While still a fraction the cost of more conventional diagnostics, the current price of this platform puts it out of reach for very wide spread use in developing country health systems (or widespread data collection) but prices should fall over time. Other mobile applications being tested include the ability to turn a smart phone into a microscope, an electrocardiogram tester, and a lab for blood diagnostics. I’m excited not only by the potential for more effective mobile health care, but also by the measurement possibilities for future population based studies.
On the transactions side, cell phones are revolutionizing not only the way information travels but also the means through which resources are transferred from one party to the next. Many are familiar with the widespread adoption of M-Pesa in Kenya. Now firms are forming to take advantage of the M-Pesa platform to offer financial services to low-income populations. One example is Changmka Micro-Health, which has developed a mobile technology and smart card system that serves as a health pre-payment mechanism. Users can transfer savings to their health card at any frequency and at any amount no matter how small. This platform, for example, offers a mechanism for committed savings for a full maternal health program for pregnant women. These savings go to non-expired accounts with the goal to help pregnant women raise the estimated $35 of out-of-pocket payments necessary for complete maternal health services. This of course may be particularly beneficial if other forms of savings (i.e. cash under the mattress) can be expropriated by others in the household. As it operates through a mobile phone, savings prompts and health messages can also be delivered to each client.
Since this is the DI blog I would be remiss to not at least mention some recent research on the welfare benefits of new mobile technologies. Two papers this year explore the informal risk sharing possibilities afforded by the ability to send money through cell phones. And it appears there are significant gains by being able to rapidly send money over long distances at low cost. Furthermore, the mobile technology allows the maintenance of risk-sharing networks over larger areas. This is important since traditional networks, that are more geographically concentrated, have less of an ability to share risk when an area-wide shock affects a large part of the network.
Joshua Blumenstock, Nathan Eagle, and Marcel Fafchamps look at a specific form of money – mobile airtime – that is transferable across the Rwandan cell phone network and how transfers of this currency responded to a 2008 earthquake in the eastern part of the country. Rather fantastically, the researchers have access to the transaction records of all mobile phone activity in the country from 2005 to 2009. While comprehensive, this anonymous data does not contain characteristics of the caller and receiver so the researchers combine these call records with specially collected survey data on phone usage and household characteristics to impute socio-economic measures for each subscriber in the data.
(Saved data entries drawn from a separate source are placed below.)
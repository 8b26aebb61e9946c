//! Zobrist keys for position hashing.

use once_cell::sync::Lazy;
use rand::prelude::*;

use super::{Color, Piece, Square};

pub(crate) struct ZobristKeys {
    // pieces[color][piece][square]
    pieces: [[[u64; 64]; 6]; 2],
    black_to_move: u64,
    // one key per castling-rights bitmask
    castling: [u64; 16],
    en_passant_file: [u64; 8],
}

impl ZobristKeys {
    fn new() -> Self {
        let mut rng = StdRng::seed_from_u64(1234567890_u64);
        let mut pieces = [[[0; 64]; 6]; 2];
        for color in &mut pieces {
            for piece in color.iter_mut() {
                for key in piece.iter_mut() {
                    *key = rng.gen();
                }
            }
        }

        let black_to_move = rng.gen();

        let mut castling = [0; 16];
        for key in &mut castling {
            *key = rng.gen();
        }

        let mut en_passant_file = [0; 8];
        for key in &mut en_passant_file {
            *key = rng.gen();
        }

        ZobristKeys {
            pieces,
            black_to_move,
            castling,
            en_passant_file,
        }
    }

    #[inline]
    pub(crate) fn piece(&self, color: Color, piece: Piece, sq: Square) -> u64 {
        self.pieces[color.index()][piece.index()][sq.index()]
    }

    #[inline]
    pub(crate) fn black_to_move(&self) -> u64 {
        self.black_to_move
    }

    #[inline]
    pub(crate) fn castling(&self, rights: u8) -> u64 {
        self.castling[usize::from(rights & 0x0f)]
    }

    #[inline]
    pub(crate) fn en_passant(&self, sq: Square) -> u64 {
        self.en_passant_file[usize::from(sq.file())]
    }
}

pub(crate) static ZOBRIST: Lazy<ZobristKeys> = Lazy::new(ZobristKeys::new);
The authors find that immediately after the earthquake there was a large transfer of airtime minutes to people close to the epicenter. Further, they attempt to distinguish the motivations for these transfers from between either charitable altruistic motives or reciprocal risk sharing. They do this by modeling both motivations and their consequent behaviors and then looking at transfer patterns and characteristics of the sender and the recipient. The giving after the earthquake is most consistent with a model of reciprocity rather than pure altruism.
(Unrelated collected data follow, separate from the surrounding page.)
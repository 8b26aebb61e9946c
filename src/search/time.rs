//! Time management: turning `go` clock fields into a search budget.

use std::time::Duration;

use crate::board::Color;

use super::SearchLimits;

/// Default moves to go estimate when not specified
pub const DEFAULT_MOVES_TO_GO: u32 = 30;

/// Smallest budget ever handed to a search
const MIN_BUDGET_MS: u64 = 1;

/// Configuration for time management calculations.
#[derive(Debug, Clone, Copy, PartialEq, Eq)]
pub struct TimeConfig {
    /// Time to reserve for move overhead (communication latency, etc.)
    pub move_overhead_ms: u64,
    /// Moves assumed to remain when `movestogo` is absent
    pub default_moves_to_go: u32,
    /// Share of the increment spent on the current move
    pub increment_percent: u64,
}

impl Default for TimeConfig {
    fn default() -> Self {
        Self {
            move_overhead_ms: 50,
            default_moves_to_go: DEFAULT_MOVES_TO_GO,
            increment_percent: 75,
        }
    }
}

impl TimeConfig {
    /// Wall-clock budget for a search with `limits` when `side` is to move.
    ///
    /// Returns `None` when the search is unbounded in time (infinite, ponder,
    /// or no clock information at all).
    #[must_use]
    pub fn budget(&self, limits: &SearchLimits, side: Color) -> Option<Duration> {
        if limits.infinite || limits.ponder {
            return None;
        }
        if let Some(movetime) = limits.movetime {
            return Some(movetime.max(Duration::from_millis(MIN_BUDGET_MS)));
        }

        let (clock, increment) = match side {
            Color::White => (limits.wtime?, limits.winc.unwrap_or_default()),
            Color::Black => (limits.btime?, limits.binc.unwrap_or_default()),
        };
        let clock_ms = clock.as_millis() as u64;
        let inc_ms = increment.as_millis() as u64;
        let moves_to_go = u64::from(
            limits
                .movestogo
                .filter(|&n| n > 0)
                .unwrap_or(self.default_moves_to_go)
                .max(1),
        );

        let target = (clock_ms / moves_to_go)
            .saturating_add(inc_ms.saturating_mul(self.increment_percent) / 100);
        let ceiling = clock_ms.saturating_sub(self.move_overhead_ms);
        Some(Duration::from_millis(target.min(ceiling).max(MIN_BUDGET_MS)))
    }
}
Another point highlighted by the authors – current phone owners are significantly wealthier and also more likely to receive a transfer after the earthquake. The equity implications of the mobile revolution till date are clear even if the future holds out promise of greater inclusion.
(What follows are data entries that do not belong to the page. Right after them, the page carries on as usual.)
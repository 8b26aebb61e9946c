use super::error::{FenError, MoveParseError};
use super::{Board, Color, Move, Piece, Square};

/// The current game: a board plus the hashes of every earlier position,
/// used for repetition detection.
#[derive(Clone, Debug, PartialEq, Eq, Default)]
pub struct Position {
    board: Board,
    history: Vec<u64>,
}

impl Position {
    #[must_use]
    pub fn startpos() -> Self {
        Position::from_board(Board::new())
    }

    #[must_use]
    pub fn from_board(board: Board) -> Self {
        Position {
            board,
            history: Vec::new(),
        }
    }

    pub fn from_fen(fen: &str) -> Result<Self, FenError> {
        Board::try_from_fen(fen).map(Position::from_board)
    }

    #[must_use]
    pub fn to_fen(&self) -> String {
        self.board.to_fen()
    }

    #[inline]
    #[must_use]
    pub fn board(&self) -> &Board {
        &self.board
    }

    /// Hashes of the positions that preceded the current one, oldest first.
    #[must_use]
    pub fn history(&self) -> &[u64] {
        &self.history
    }

    #[must_use]
    pub fn side_to_move(&self) -> Color {
        self.board.side_to_move()
    }

    #[must_use]
    pub fn legal_moves(&self) -> Vec<Move> {
        self.board.legal_moves()
    }

    /// Number of earlier occurrences of the current position.
    #[must_use]
    pub fn repetitions(&self) -> usize {
        let hash = self.board.hash();
        self.history.iter().filter(|&&h| h == hash).count()
    }

    /// Parse a move in UCI format (e.g., "e2e4", "e7e8q") and check it is legal here.
    pub fn parse_move(&self, text: &str) -> Result<Move, MoveParseError> {
        if !(4..=5).contains(&text.len()) || !text.is_ascii() {
            return Err(MoveParseError::InvalidLength {
                len: text.chars().count(),
            });
        }
        let square = |part: &str| {
            Square::parse(part).ok_or_else(|| MoveParseError::InvalidSquare {
                notation: text.to_string(),
            })
        };
        let from = square(&text[0..2])?;
        let to = square(&text[2..4])?;
        let promotion = match text[4..].chars().next() {
            None => None,
            Some(c) => match Piece::from_char(c) {
                Some(piece) if Piece::PROMOTIONS.contains(&piece) => Some(piece),
                _ => return Err(MoveParseError::InvalidPromotion { char: c }),
            },
        };

        let candidate = Move {
            from,
            to,
            promotion,
        };
        if self.board.legal_moves().contains(&candidate) {
            Ok(candidate)
        } else {
            Err(MoveParseError::IllegalMove {
                notation: text.to_string(),
            })
        }
    }

    /// Apply a legal move, recording the previous position in the history.
    pub fn play(&mut self, mv: Move) {
        self.history.push(self.board.hash());
        self.board.make_move(mv);
    }

    /// Parse and apply a UCI move in one step.
    pub fn play_uci(&mut self, text: &str) -> Result<Move, MoveParseError> {
        let mv = self.parse_move(text)?;
        self.play(mv);
        Ok(mv)
    }
}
There is also a work-in-progress by William Jack and Tavneet Suri that looks at the ability of M-Pesa users in Kenya to smooth consumption in the advent of an income shock and find that, while M-Pesa users do not reduce consumption when faced with a negative shock, non-M-Pesa users reduce consumption by 7 to 10 percent. The authors argue that this gain is due to the reduced transactions costs of money transfer with the mobile technology, enabling the maintenance of risk pooling networks over a broader area and a larger number of members. This is a rich paper (as is the one mentioned above) but apparently not yet a formal working paper, so I expect the DI blog will return to discuss further in more detail at a later point.